Difference between revisions of "005 Sample Final A, Question 22"

Question Consider the following sequence,

${\displaystyle -3,1,-{\frac {1}{3}},{\frac {1}{9}},-{\frac {1}{27}},\cdots }$

     a. Determine a formula for ${\displaystyle a_{n}}$, the n-th term of the sequence.
     b. Find the sum ${\displaystyle \displaystyle {\sum _{k=1}^{\infty }a_{k}}}$

Step 1:
The sequence is a geometric sequence.
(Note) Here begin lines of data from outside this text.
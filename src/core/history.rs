//! Shipment event history.
//!
//! Provides immutable tracking of shipping events over time, following
//! functional programming principles. The engine only ever reads events.

use super::status::ShipmentStatus;
use chrono::{DateTime, Utc};
use serde::{Deserialize, Serialize};
use std::time::Duration;
use uuid::Uuid;

/// Record of a single shipping event.
///
/// `status` is kept as the raw string supplied by the persistence layer;
/// it may hold legacy labels or unknown values.
///
/// # Example
///
/// ```rust
/// use shipflow::core::{ShipmentStatus, ShippingEvent};
///
/// let event = ShippingEvent::new("shipped").at("Mombasa port");
///
/// assert_eq!(event.resolved_status(), Some(ShipmentStatus::InTransit));
/// assert_eq!(event.location.as_deref(), Some("Mombasa port"));
/// ```
#[derive(Clone, Debug, PartialEq, Serialize, Deserialize)]
pub struct ShippingEvent {
    /// Unique event identifier
    pub id: Uuid,
    /// Status string as stored
    pub status: String,
    /// When the event occurred
    pub timestamp: DateTime<Utc>,
    #[serde(default, skip_serializing_if = "Option::is_none")]
    pub location: Option<String>,
    #[serde(default, skip_serializing_if = "Option::is_none")]
    pub notes: Option<String>,
}

impl ShippingEvent {
    /// Create an event stamped with the current time.
    pub fn new(status: impl Into<String>) -> Self {
        Self {
            id: Uuid::new_v4(),
            status: status.into(),
            timestamp: Utc::now(),
            location: None,
            notes: None,
        }
    }

    /// Create an event for a canonical status.
    pub fn for_status(status: ShipmentStatus) -> Self {
        Self::new(status.as_str())
    }

    pub fn at(mut self, location: impl Into<String>) -> Self {
        self.location = Some(location.into());
        self
    }

    pub fn with_notes(mut self, notes: impl Into<String>) -> Self {
        self.notes = Some(notes.into());
        self
    }

    pub fn with_timestamp(mut self, timestamp: DateTime<Utc>) -> Self {
        self.timestamp = timestamp;
        self
    }

    /// The event's status resolved through the alias table, or `None` when
    /// the stored string is not a recognised status.
    pub fn resolved_status(&self) -> Option<ShipmentStatus> {
        ShipmentStatus::resolve(&self.status)
    }
}

/// Ordered history of shipping events for one shipment.
///
/// History is immutable - the `record` method returns a new history
/// with the event added.
///
/// # Example
///
/// ```rust
/// use shipflow::core::{ShipmentStatus, ShippingEvent, ShippingHistory};
///
/// let history = ShippingHistory::new()
///     .record(ShippingEvent::for_status(ShipmentStatus::Pending))
///     .record(ShippingEvent::for_status(ShipmentStatus::PickedUp));
///
/// assert_eq!(history.events().len(), 2);
/// assert_eq!(history.current_status(), Some(ShipmentStatus::PickedUp));
/// ```
#[derive(Clone, Debug, Default, PartialEq, Serialize, Deserialize)]
pub struct ShippingHistory {
    events: Vec<ShippingEvent>,
}

impl ShippingHistory {
    /// Create a new empty history.
    pub fn new() -> Self {
        Self { events: Vec::new() }
    }

    /// Record an event, returning a new history.
    ///
    /// The existing history is left untouched.
    pub fn record(&self, event: ShippingEvent) -> Self {
        let mut events = self.events.clone();
        events.push(event);
        Self { events }
    }

    /// Get all events in recorded order.
    pub fn events(&self) -> &[ShippingEvent] {
        &self.events
    }

    pub fn latest(&self) -> Option<&ShippingEvent> {
        self.events.last()
    }

    /// Status of the most recent event, normalized.
    ///
    /// Returns `None` for an empty history.
    pub fn current_status(&self) -> Option<ShipmentStatus> {
        self.latest().map(|event| ShipmentStatus::normalize(&event.status))
    }

    /// Recognised statuses in recorded order, unknown strings skipped.
    pub fn get_path(&self) -> Vec<ShipmentStatus> {
        self.events
            .iter()
            .filter_map(ShippingEvent::resolved_status)
            .collect()
    }

    /// Elapsed time between the first and last event.
    ///
    /// Returns `None` if there are no events, or if the events are
    /// recorded out of chronological order.
    pub fn duration(&self) -> Option<Duration> {
        if let (Some(first), Some(last)) = (self.events.first(), self.events.last()) {
            let duration = last.timestamp.signed_duration_since(first.timestamp);
            duration.to_std().ok()
        } else {
            None
        }
    }
}

impl From<Vec<ShippingEvent>> for ShippingHistory {
    fn from(events: Vec<ShippingEvent>) -> Self {
        Self { events }
    }
}

impl AsRef<[ShippingEvent]> for ShippingHistory {
    fn as_ref(&self) -> &[ShippingEvent] {
        &self.events
    }
}

#[cfg(test)]
mod tests {
    use super::*;

    #[test]
    fn new_history_is_empty() {
        let history = ShippingHistory::new();
        assert!(history.events().is_empty());
        assert!(history.get_path().is_empty());
        assert!(history.duration().is_none());
        assert!(history.current_status().is_none());
    }

    #[test]
    fn record_is_immutable() {
        let history = ShippingHistory::new();
        let new_history = history.record(ShippingEvent::new("pending"));

        assert_eq!(history.events().len(), 0);
        assert_eq!(new_history.events().len(), 1);
    }

    #[test]
    fn get_path_skips_unknown_statuses() {
        let history = ShippingHistory::from(vec![
            ShippingEvent::new("pending"),
            ShippingEvent::new("teleported"),
            ShippingEvent::new("shipped"),
        ]);

        assert_eq!(
            history.get_path(),
            vec![ShipmentStatus::Pending, ShipmentStatus::InTransit]
        );
    }

    #[test]
    fn current_status_normalizes_latest_event() {
        let history = ShippingHistory::new()
            .record(ShippingEvent::new("pending"))
            .record(ShippingEvent::new("Shipped"));

        assert_eq!(history.current_status(), Some(ShipmentStatus::InTransit));
    }

    #[test]
    fn duration_spans_first_to_last_event() {
        let start = Utc::now();
        let history = ShippingHistory::new()
            .record(ShippingEvent::new("pending").with_timestamp(start))
            .record(
                ShippingEvent::new("picked_up").with_timestamp(start + chrono::Duration::hours(2)),
            );

        assert_eq!(history.duration(), Some(Duration::from_secs(2 * 60 * 60)));
    }

    #[test]
    fn single_event_has_duration_zero() {
        let history = ShippingHistory::new().record(ShippingEvent::new("pending"));
        assert_eq!(history.duration(), Some(Duration::from_secs(0)));
    }

    #[test]
    fn event_builders_set_fields() {
        let event = ShippingEvent::for_status(ShipmentStatus::Arrived)
            .at("Nairobi warehouse")
            .with_notes("two cartons dented");

        assert_eq!(event.status, "arrived");
        assert_eq!(event.location.as_deref(), Some("Nairobi warehouse"));
        assert_eq!(event.notes.as_deref(), Some("two cartons dented"));
    }

    #[test]
    fn event_deserializes_without_optional_fields() {
        let json = r#"{
            "id": "6f1c2a3e-9b7d-4c1e-8a55-0c2f6d4e9a10",
            "status": "in_transit",
            "timestamp": "2025-08-30T10:00:00Z"
        }"#;

        let event: ShippingEvent = serde_json::from_str(json).unwrap();
        assert_eq!(event.resolved_status(), Some(ShipmentStatus::InTransit));
        assert!(event.location.is_none());
    }

    #[test]
    fn history_serializes_correctly() {
        let history = ShippingHistory::new().record(ShippingEvent::new("pending").at("Dar"));

        let json = serde_json::to_string(&history).unwrap();
        let deserialized: ShippingHistory = serde_json::from_str(&json).unwrap();

        assert_eq!(history, deserialized);
    }
}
The common ratio is ${\displaystyle r={\frac {-1}{3}}}$.

Step 2:
The formula for the nth term of a geometric series is ${\displaystyle a_{n}=ar^{n-1}}$ where ${\displaystyle a}$ is the first term of the sequence.
So, the formula for this geometric series is ${\displaystyle a_{n}=(-3)\left({\frac {-1}{3}}\right)^{n-1}}$.

Step 3:
For geometric series, ${\displaystyle \displaystyle {\sum _{k=1}^{\infty }a_{k}}={\frac {a}{1-r}}}$ if ${\displaystyle |r|<1}$. Since ${\displaystyle |r|={\frac {1}{3}}}$,
we have ${\displaystyle \displaystyle {\sum _{k=1}^{\infty }a_{k}}={\frac {-3}{1-{\frac {-1}{3}}}}={\frac {-9}{4}}}$.

Final Answer:
${\displaystyle a_{n}=(-3)\left({\frac {-1}{3}}\right)^{n-1}}$
${\displaystyle {\frac {-9}{4}}}$